If at First You Don’t Succeed…

6 12 2008

This reminds me of that old piece of advice, “Ask for everything. The worst they can say is ‘No.'”

Ted Stevens’ lawyers have asked Judge Emmett Sullivan to overturn the jury’s verdict. That’s right, just toss the verdict out and rule for an acquittal.

And if he won’t do that, then they’ll settle for a new trial. In Alaska.

And if he won’t do that, then they’ll settle for a new trial.

AND they want 6 of the 7 felony counts dismissed because they are the same as the first felony count.

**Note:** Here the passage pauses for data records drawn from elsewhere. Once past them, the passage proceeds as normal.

/// Measurement state of one table instance.
#[derive(Clone, Debug)]
pub struct TableLayout {
    column_count: usize,
    row_count: usize,
    sizing: TableSizing,
    measured: HashMap<CellKey, u16>,
    widths: Option<Vec<u16>>,
    deadline: Option<Instant>,
    torn_down: bool,
}

impl TableLayout {
    pub fn new(column_count: usize, row_count: usize, sizing: TableSizing, now: Instant) -> Self {
        Self {
            column_count,
            row_count,
            sizing,
            measured: HashMap::new(),
            widths: None,
            deadline: now.checked_add(sizing.fallback_delay),
            torn_down: false,
        }
    }

    /// Updates the expected cell grid while still measuring, e.g. when a streamed table grows.
    pub fn reshape(&mut self, column_count: usize, row_count: usize) {
        if self.is_committed() || self.torn_down {
            return;
        }
        self.column_count = column_count;
        self.row_count = row_count;
        self.measured.retain(|key, _| match *key {
            CellKey::Header { col } => col < column_count,
            CellKey::Body { row, col } => row < row_count && col < column_count,
        });
    }

    /// Records a measurement. Returns `true` when this call committed the widths.
    pub fn on_layout(&mut self, key: CellKey, width: u16) -> bool {
        if self.is_committed() || self.torn_down {
            return false;
        }
        let in_range = match key {
            CellKey::Header { col } => col < self.column_count,
            CellKey::Body { row, col } => row < self.row_count && col < self.column_count,
        };
        if !in_range {
            return false;
        }
        self.measured.insert(key, width);
        if self.measured.len() >= expected_measurements(self.column_count, self.row_count) {
            self.commit(CommitReason::FullCoverage);
            return true;
        }
        false
    }

    /// Commits with whatever was measured once the fallback deadline has passed.
    pub fn poll(&mut self, now: Instant) -> bool {
        if self.is_committed() || self.torn_down {
            return false;
        }
        match self.deadline {
            Some(deadline) if now >= deadline => {
                self.commit(CommitReason::FallbackTimeout);
                true
            }
            _ => false,
        }
    }

    fn commit(&mut self, reason: CommitReason) {
        let widths = compute_column_widths(self.column_count, &self.measured, &self.sizing);
        debug!(
            reason = reason.as_str(),
            measured = self.measured.len(),
            widths = ?widths,
            "table widths committed"
        );
        self.widths = Some(widths);
        self.measured = HashMap::new();
        self.deadline = None;
    }

    pub fn is_committed(&self) -> bool {
        self.widths.is_some()
    }

    pub fn column_widths(&self) -> Option<&[u16]> {
        self.widths.as_deref()
    }

    pub fn width_for(&self, col: usize) -> u16 {
        self.widths
            .as_ref()
            .and_then(|w| w.get(col).copied())
            .unwrap_or(self.sizing.fallback_column_width)
    }

    /// When the fallback commit fires, if it is still pending.
    pub fn deadline(&self) -> Option<Instant> {
        if self.torn_down { None } else { self.deadline }
    }

    pub fn measured_count(&self) -> usize {
        self.measured.len()
    }

    /// Discards measurements and disarms the fallback; nothing commits afterwards.
    pub fn teardown(&mut self) {
        if self.torn_down {
            return;
        }
        trace!(
            committed = self.is_committed(),
            measured = self.measured.len(),
            "table layout torn down"
        );
        self.torn_down = true;
        self.measured = HashMap::new();
        self.deadline = None;
    }

    pub fn column_count(&self) -> usize {
        self.column_count
    }
}

/// Table layouts of one view, keyed by the table's position among the document's tables.
///
/// The ordinal is stable while a streamed document grows, so a table keeps its committed widths
/// across re-parses.
#[derive(Clone, Debug, Default)]
pub struct TableRegistry {
    sizing: TableSizing,
    layouts: BTreeMap<usize, TableLayout>,
    seen: usize,
}

impl TableRegistry {
    pub fn new(sizing: TableSizing) -> Self {
        Self {
            sizing,
            layouts: BTreeMap::new(),
            seen: 0,
        }
    }

    pub fn sizing(&self) -> TableSizing {
        self.sizing
    }

    pub fn begin_pass(&mut self) {
        self.seen = 0;
    }

    /// Layout for the next table of the current pass, created on first sight.
    pub fn next_table(
        &mut self,
        column_count: usize,
        row_count: usize,
        now: Instant,
    ) -> Option<&mut TableLayout> {
        if column_count == 0 {
            return None;
        }
        let ordinal = self.seen;
        self.seen += 1;
        let sizing = self.sizing;
        let layout = self
            .layouts
            .entry(ordinal)
            .or_insert_with(|| TableLayout::new(column_count, row_count, sizing, now));
        layout.reshape(column_count, row_count);
        Some(layout)
    }

    /// The layout [`next_table`](Self::next_table) will hand out, if it already exists.
    pub fn upcoming(&self) -> Option<&TableLayout> {
        self.layouts.get(&self.seen)
    }

    /// Tears down layouts of tables that did not appear in the pass.
    pub fn end_pass(&mut self) {
        let gone = self.layouts.split_off(&self.seen);
        for (_, mut layout) in gone {
            layout.teardown();
        }
    }

    /// Commits every pending table whose fallback deadline has passed.
    pub fn poll(&mut self, now: Instant) -> bool {
        let mut changed = false;
        for layout in self.layouts.values_mut() {
            changed |= layout.poll(now);
        }
        changed
    }

    pub fn next_deadline(&self) -> Option<Instant> {
        self.layouts.values().filter_map(TableLayout::deadline).min()
    }

    pub fn has_pending(&self) -> bool {
        self.layouts.values().any(|l| !l.is_committed())
    }

    pub fn get(&self, ordinal: usize) -> Option<&TableLayout> {
        self.layouts.get(&ordinal)
    }

    pub fn len(&self) -> usize {
        self.layouts.len()
    }

    pub fn is_empty(&self) -> bool {
        self.layouts.is_empty()
    }

    pub fn clear(&mut self) {
        for layout in self.layouts.values_mut() {
            layout.teardown();
        }
        self.layouts.clear();
        self.seen = 0;
    }
}

impl Drop for TableRegistry {
    fn drop(&mut self) {
        self.clear();
    }
}

#[cfg(test)]
mod tests {
    use super::*;
    use crate::parser::Parser;
    use crate::parser::PulldownParser;
    use pretty_assertions::assert_eq;

    fn reference_layout(cols: usize, rows: usize, now: Instant) -> TableLayout {
        TableLayout::new(cols, rows, TableSizing::reference(), now)
    }

    #[test]
    fn commit_formula_uses_padding_and_minimum() {
        let mut measured = HashMap::new();
        measured.insert(CellKey::Header { col: 0 }, 40);
        measured.insert(CellKey::Header { col: 1 }, 60);
        measured.insert(CellKey::Body { row: 0, col: 0 }, 30);
        measured.insert(CellKey::Body { row: 0, col: 1 }, 70);
        assert_eq!(
            compute_column_widths(2, &measured, &TableSizing::reference()),
            vec![100, 102]
        );
    }

    #[test]
    fn full_coverage_commits_once() {
        let now = Instant::now();
        let mut layout = reference_layout(2, 1, now);
        assert!(!layout.on_layout(CellKey::Header { col: 0 }, 40));
        assert!(!layout.on_layout(CellKey::Header { col: 1 }, 60));
        assert!(!layout.on_layout(CellKey::Body { row: 0, col: 0 }, 30));
        assert!(layout.on_layout(CellKey::Body { row: 0, col: 1 }, 70));
        assert_eq!(layout.column_widths(), Some(&[100, 102][..]));

        assert!(!layout.on_layout(CellKey::Header { col: 0 }, 500));
        assert!(!layout.poll(now + Duration::from_secs(10)));
        assert_eq!(layout.column_widths(), Some(&[100, 102][..]));
        assert_eq!(layout.deadline(), None);
    }

    #[test]
    fn repeated_key_does_not_count_twice() {
        let now = Instant::now();
        let mut layout = reference_layout(2, 0, now);
        layout.on_layout(CellKey::Header { col: 0 }, 10);
        layout.on_layout(CellKey::Header { col: 0 }, 12);
        assert!(!layout.is_committed());
        assert_eq!(layout.measured_count(), 1);
    }

    #[test]
    fn out_of_range_keys_are_ignored() {
        let mut layout = reference_layout(1, 0, Instant::now());
        assert!(!layout.on_layout(CellKey::Header { col: 3 }, 10));
        assert!(!layout.on_layout(CellKey::Body { row: 0, col: 0 }, 10));
        assert_eq!(layout.measured_count(), 0);
    }

    #[test]
    fn ragged_table_commits_only_on_fallback() {
        let now = Instant::now();
        let mut layout = reference_layout(2, 1, now);
        layout.on_layout(CellKey::Header { col: 0 }, 10);
        layout.on_layout(CellKey::Header { col: 1 }, 10);
        layout.on_layout(CellKey::Body { row: 0, col: 0 }, 80);

        assert!(!layout.poll(now + Duration::from_millis(399)));
        assert!(!layout.is_committed());
        assert!(layout.poll(now + Duration::from_millis(400)));
        assert_eq!(layout.column_widths(), Some(&[112, 100][..]));
    }

    #[test]
    fn teardown_prevents_a_late_commit() {
        let now = Instant::now();
        let mut layout = reference_layout(2, 1, now);
        layout.on_layout(CellKey::Header { col: 0 }, 10);
        layout.teardown();
        assert!(!layout.poll(now + Duration::from_secs(1)));
        assert!(!layout.on_layout(CellKey::Header { col: 1 }, 10));
        assert!(!layout.is_committed());
        assert_eq!(layout.deadline(), None);
    }

    #[test]
    fn width_for_falls_back_until_committed() {
        let mut layout = TableLayout::new(1, 0, TableSizing::default(), Instant::now());
        assert_eq!(layout.width_for(0), 12);
        layout.on_layout(CellKey::Header { col: 0 }, 5);
        assert_eq!(layout.width_for(0), 7);
        assert_eq!(layout.width_for(4), 12);
    }

    #[test]
    fn extract_reads_headers_rows_and_alignment() {
        let doc = PulldownParser::new()
            .parse("| a | b |\n|:-:|--:|\n| 1 | 2 |\n| 3 | 4 |\n")
            .unwrap();
        let data = TableData::extract(&doc.children[0]);
        assert_eq!(data.column_count(), 2);
        assert_eq!(data.rows.len(), 2);
        assert_eq!(data.alignments, vec![CellAlign::Center, CellAlign::Right]);
        assert_eq!(data.rows[1][0].text_content(), "3");
        assert_eq!(data.expected_measurements(), 6);
    }

    #[test]
    fn extract_skips_empty_rows_and_unknown_sections() {
        let table = MarkdownNode::with_children(
            NodeType::Table,
            vec![
                MarkdownNode::with_children(
                    NodeType::TableHead,
                    vec![MarkdownNode::with_children(
                        NodeType::TableRow,
                        vec![MarkdownNode::new(NodeType::TableCell)],
                    )],
                ),
                MarkdownNode::with_children(
                    NodeType::TableBody,
                    vec![MarkdownNode::new(NodeType::TableRow)],
                ),
                MarkdownNode::text("stray"),
            ],
        );
        let data = TableData::extract(&table);
        assert_eq!(data.column_count(), 1);
        assert!(data.rows.is_empty());
        assert_eq!(data.alignments, vec![CellAlign::Left]);
    }

    #[test]
    fn registry_keeps_instances_across_passes() {
        let now = Instant::now();
        let mut registry = TableRegistry::new(TableSizing::default());

        registry.begin_pass();
        let first = registry.next_table(1, 0, now).unwrap();
        first.on_layout(CellKey::Header { col: 0 }, 4);
        assert!(registry.next_table(0, 3, now).is_none());
        let second = registry.next_table(2, 0, now).unwrap();
        second.on_layout(CellKey::Header { col: 0 }, 4);
        registry.end_pass();
        assert_eq!(registry.len(), 2);
        assert!(registry.get(0).unwrap().is_committed());
        assert_eq!(registry.next_deadline(), now.checked_add(Duration::from_millis(400)));

        registry.begin_pass();
        let first = registry.next_table(1, 5, now).unwrap();
        assert_eq!(first.column_widths(), Some(&[6][..]));
        registry.end_pass();
        assert_eq!(registry.len(), 1);
        assert_eq!(registry.next_deadline(), None);
    }

    #[test]
    fn registry_poll_commits_pending_tables() {
        let now = Instant::now();
        let mut registry = TableRegistry::new(TableSizing::default());
        registry.begin_pass();
        registry.next_table(2, 0, now);
        registry.end_pass();
        assert!(registry.has_pending());
        assert!(!registry.poll(now));
        assert!(registry.poll(now + Duration::from_millis(400)));
        assert_eq!(registry.get(0).unwrap().column_widths(), Some(&[3, 3][..]));
    }
}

They also asked the judge to allow them to file some exhibits in support of their motions under seal because the exhibits refer to personal information about jurors and to the ongoing investigation by the government into political corruption in Alaska.

This might have something to do with Juror #9 who had “violent outbursts” during the deliberations, and whom all the other jurors wanted off the island. Or, it could have to do with Juror #4 who lied about her own father’s death, and skipped town to watch a horse race. Or, it could have to do with our favorite Juror #11 who has been talking to the press and keeping a blog that describes some interesting goings-on behind the scenes. And now, it appears that the defense has been doing some investigative work that reveals what they believe to be jurors who lied on their forms and failed to disclose relationships with the criminal justice system that could have made them prejudicial against Stevens, and politicians in general.

AND they say that Bill Allen, former CEO of Veco Corp, and key witness for the prosecution lied when he said that the friend of Stevens who was overseeing the renovation said, “Don’t worry about getting a bill. Ted’s just covering his ass.”

Under an earlier schedule set by U.S. District Judge Emmet Sullivan, the government has until Jan. 9 to respond to the defense’s post-trial motions. A hearing is set for Feb. 25.

In asking for a new trial, the defense lawyers said Stevens’ trial was fatally flawed with false evidence presented by the government, improper hearsay evidence from a witness who was the “linchpin” of the government’s case, and by jurors who lied to the court and were prejudiced from the start against politicians.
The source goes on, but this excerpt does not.